Als ich Anfang der achtziger Jahre solcherart in den Bann mythologisierter Weltanschauung geschlagen war, gabs kein Entrinnen mehr. Wie schön, dass ich bei meinem großen Lehrer Jannis Ritsos ein Betätigungsfeld fand, der meinen intellektuellen Drang kanalisierte:

Jannis Ritsos. Agamemnon. Mit Original-Illustrationen des Autors, Herausgegeben und übertragen von Asteris Kutulas; editions phi, Echternach 1990 (1993)

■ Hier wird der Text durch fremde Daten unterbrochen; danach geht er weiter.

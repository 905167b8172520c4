//! Signing keys tagged with a type suffix.
//!
//! Key text ends in a three-character tag that selects the algorithm:
//!
//! | private | public | algorithm | private key body |
//! |---------|--------|-----------|------------------|
//! | `mpr`   | `mpu`  | secp256k1 ECDSA over SHA-256, DER signature | Bitcoin WIF |
//! | `spr`   | `spu`  | Ed25519 | base58 of the 32-byte seed |
//!
//! Public identities are `base58(public key) + public suffix`, using the
//! compressed SEC1 point for secp256k1.

use std::fmt;

use factsign_canonical::{base58_decode, base58_encode, base58check_decode, CodecError};
use thiserror::Error;

/// Length of the type suffix on key text.
pub const SUFFIX_LEN: usize = 3;

const WIF_VERSION: u8 = 0x80;
const SECRET_LEN: usize = 32;

/// Errors raised while interpreting key text.
#[derive(Error, Debug)]
pub enum KeyError {
    /// The suffix does not name a supported key type.
    #[error("unsupported key format: '{0}'")]
    UnsupportedFormat(String),
    /// The suffix is known but the key body is unusable.
    #[error("invalid {kind} key: {reason}")]
    InvalidKey {
        /// Key type selected by the suffix.
        kind: KeyKind,
        /// Reason for invalidity.
        reason: String,
    },
    /// The key body is not valid base58.
    #[error(transparent)]
    Codec(#[from] CodecError),
}

/// Signature algorithm selected by a key suffix.
#[derive(Debug, Clone, Copy, PartialEq, Eq, Hash)]
pub enum KeyKind {
    /// secp256k1 ECDSA.
    Secp256k1,
    /// Ed25519.
    Ed25519,
}

impl KeyKind {
    /// Suffix carried by private key text.
    pub const fn private_suffix(self) -> &'static str {
        match self {
            KeyKind::Secp256k1 => "mpr",
            KeyKind::Ed25519 => "spr",
        }
    }

    /// Suffix carried by signer identities.
    pub const fn public_suffix(self) -> &'static str {
        match self {
            KeyKind::Secp256k1 => "mpu",
            KeyKind::Ed25519 => "spu",
        }
    }

    fn from_private_suffix(suffix: &str) -> Option<Self> {
        match suffix {
            "mpr" => Some(KeyKind::Secp256k1),
            "spr" => Some(KeyKind::Ed25519),
            _ => None,
        }
    }

    fn from_public_suffix(suffix: &str) -> Option<Self> {
        match suffix {
            "mpu" => Some(KeyKind::Secp256k1),
            "spu" => Some(KeyKind::Ed25519),
            _ => None,
        }
    }
}

impl fmt::Display for KeyKind {
    fn fmt(&self, f: &mut fmt::Formatter<'_>) -> fmt::Result {
        match self {
            KeyKind::Secp256k1 => f.write_str("secp256k1"),
            KeyKind::Ed25519 => f.write_str("ed25519"),
        }
    }
}

/// Splits `text` into `(body, suffix)`; `None` when too short to carry a suffix.
fn split_suffix(text: &str) -> Option<(&str, &str)> {
    if text.len() <= SUFFIX_LEN || !text.is_char_boundary(text.len() - SUFFIX_LEN) {
        return None;
    }
    Some(text.split_at(text.len() - SUFFIX_LEN))
}

/// Private key text with its type suffix, e.g. `L1...mpr`.
///
/// The text is kept as given; it is interpreted only when a signature is
/// produced, so an unsupported suffix surfaces at signing time.
#[derive(Clone, PartialEq, Eq)]
pub struct KeyWithSuffix(String);

impl KeyWithSuffix {
    /// Wraps key text.
    pub fn new(text: impl Into<String>) -> Self {
        Self(text.into())
    }

    /// Key type selected by the suffix.
    pub fn kind(&self) -> Result<KeyKind, KeyError> {
        let (_, suffix) = self.split()?;
        KeyKind::from_private_suffix(suffix)
            .ok_or_else(|| KeyError::UnsupportedFormat(suffix.to_string()))
    }

    /// Decodes the key body into a usable private key.
    pub fn private_key(&self) -> Result<PrivateKey, KeyError> {
        let (body, _) = self.split()?;
        match self.kind()? {
            KeyKind::Secp256k1 => {
                let payload = base58check_decode("signing key", body, WIF_VERSION)?;
                // version ‖ secret ‖ optional 0x01 compression flag
                let secret = match payload.len() {
                    33 => &payload[1..],
                    34 if payload[33] == 0x01 => &payload[1..33],
                    n => {
                        return Err(KeyError::InvalidKey {
                            kind: KeyKind::Secp256k1,
                            reason: format!("WIF payload has {} bytes", n),
                        })
                    }
                };
                let key = k256::ecdsa::SigningKey::from_slice(secret).map_err(|e| {
                    KeyError::InvalidKey {
                        kind: KeyKind::Secp256k1,
                        reason: e.to_string(),
                    }
                })?;
                Ok(PrivateKey::Secp256k1(key))
            }
            KeyKind::Ed25519 => {
                let seed = base58_decode("signing key", body)?;
                let seed: [u8; SECRET_LEN] =
                    seed.as_slice().try_into().map_err(|_| KeyError::InvalidKey {
                        kind: KeyKind::Ed25519,
                        reason: format!("seed has {} bytes", seed.len()),
                    })?;
                Ok(PrivateKey::Ed25519(ed25519_dalek::SigningKey::from_bytes(&seed)))
            }
        }
    }

    fn split(&self) -> Result<(&str, &str), KeyError> {
        split_suffix(&self.0).ok_or_else(|| KeyError::UnsupportedFormat(self.0.clone()))
    }
}

impl fmt::Debug for KeyWithSuffix {
    fn fmt(&self, f: &mut fmt::Formatter<'_>) -> fmt::Result {
        let suffix = split_suffix(&self.0).map(|(_, s)| s).unwrap_or("");
        write!(f, "KeyWithSuffix(<redacted>{})", suffix)
    }
}

impl From<String> for KeyWithSuffix {
    fn from(value: String) -> Self {
        Self(value)
    }
}

/// Decoded private key, ready to sign.
pub enum PrivateKey {
    /// secp256k1 signing key.
    Secp256k1(k256::ecdsa::SigningKey),
    /// Ed25519 signing key.
    Ed25519(ed25519_dalek::SigningKey),
}

impl PrivateKey {
    /// Key type.
    pub fn kind(&self) -> KeyKind {
        match self {
            PrivateKey::Secp256k1(_) => KeyKind::Secp256k1,
            PrivateKey::Ed25519(_) => KeyKind::Ed25519,
        }
    }

    /// Signer identity derived from the public key.
    pub fn identity(&self) -> String {
        let public = match self {
            PrivateKey::Secp256k1(key) => {
                base58_encode(key.verifying_key().to_encoded_point(true).as_bytes())
            }
            PrivateKey::Ed25519(key) => base58_encode(key.verifying_key().to_bytes()),
        };
        public + self.kind().public_suffix()
    }

    /// Signs `message`, returning raw signature bytes.
    pub fn sign(&self, message: &[u8]) -> Vec<u8> {
        match self {
            PrivateKey::Secp256k1(key) => {
                use k256::ecdsa::signature::Signer;
                let signature: k256::ecdsa::Signature = key.sign(message);
                signature.to_der().as_bytes().to_vec()
            }
            PrivateKey::Ed25519(key) => {
                use ed25519_dalek::Signer;
                key.sign(message).to_bytes().to_vec()
            }
        }
    }
}

impl fmt::Debug for PrivateKey {
    fn fmt(&self, f: &mut fmt::Formatter<'_>) -> fmt::Result {
        write!(f, "PrivateKey({}, <redacted>)", self.kind())
    }
}

/// Verifies `signature` over `message` against a signer identity.
///
/// Returns `Ok(false)` for a well-formed identity whose key or signature
/// bytes do not check out, and `UnsupportedFormat` for an unknown suffix.
pub fn verify_signature(signer: &str, message: &[u8], signature: &[u8]) -> Result<bool, KeyError> {
    let (body, suffix) =
        split_suffix(signer).ok_or_else(|| KeyError::UnsupportedFormat(signer.to_string()))?;
    let kind = KeyKind::from_public_suffix(suffix)
        .ok_or_else(|| KeyError::UnsupportedFormat(suffix.to_string()))?;
    let public = base58_decode("signer", body)?;

    let valid = match kind {
        KeyKind::Secp256k1 => {
            use k256::ecdsa::signature::Verifier;
            let Ok(key) = k256::ecdsa::VerifyingKey::from_sec1_bytes(&public) else {
                return Ok(false);
            };
            let Ok(signature) = k256::ecdsa::Signature::from_der(signature) else {
                return Ok(false);
            };
            key.verify(message, &signature).is_ok()
        }
        KeyKind::Ed25519 => {
            use ed25519_dalek::Verifier;
            let Ok(public) = <[u8; 32]>::try_from(public.as_slice()) else {
                return Ok(false);
            };
            let Ok(key) = ed25519_dalek::VerifyingKey::from_bytes(&public) else {
                return Ok(false);
            };
            let Ok(signature) = ed25519_dalek::Signature::from_slice(signature) else {
                return Ok(false);
            };
            key.verify(message, &signature).is_ok()
        }
    };
    Ok(valid)
}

Mein luxemburger Freund Guy Wagner, hatte mich 1982 mit Francis van Maele aus Echternacherbrück zusammengebracht, der nicht nur Verleger und Fotograf, sondern auch ein veritabler Siebdrucker war, mit dem ich einige tolle Buch- und Kunst-Projekte in den achtziger Jahren verwirklichen konnte.
Francis, du stiller Asket, geniesse den irischen Guiness und den irischen Whiskey und lass es dir gut gehen. Hoch lebe die Siebdruck-Kunst. A.K.